Task details - Gather all lines in the entries below that include the word "layer".

*** Extracted information ***

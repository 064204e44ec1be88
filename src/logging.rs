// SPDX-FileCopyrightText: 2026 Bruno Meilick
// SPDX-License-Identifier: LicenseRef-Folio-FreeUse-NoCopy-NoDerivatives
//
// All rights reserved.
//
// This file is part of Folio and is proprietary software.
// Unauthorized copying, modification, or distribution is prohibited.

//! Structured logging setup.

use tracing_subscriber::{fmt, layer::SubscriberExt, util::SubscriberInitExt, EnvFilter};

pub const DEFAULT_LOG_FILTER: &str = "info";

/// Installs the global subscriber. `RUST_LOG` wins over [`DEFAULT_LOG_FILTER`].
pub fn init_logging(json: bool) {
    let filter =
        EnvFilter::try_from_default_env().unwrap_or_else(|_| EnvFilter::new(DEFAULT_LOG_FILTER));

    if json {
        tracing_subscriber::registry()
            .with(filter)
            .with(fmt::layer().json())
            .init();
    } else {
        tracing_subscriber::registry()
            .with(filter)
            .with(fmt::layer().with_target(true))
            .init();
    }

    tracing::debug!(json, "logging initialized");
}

*** End of Extracted information ***

Solution to this problem -
use tracing_subscriber::{fmt, layer::SubscriberExt, util::SubscriberInitExt, EnvFilter};
            .with(fmt::layer().json())
            .with(fmt::layer().with_target(true))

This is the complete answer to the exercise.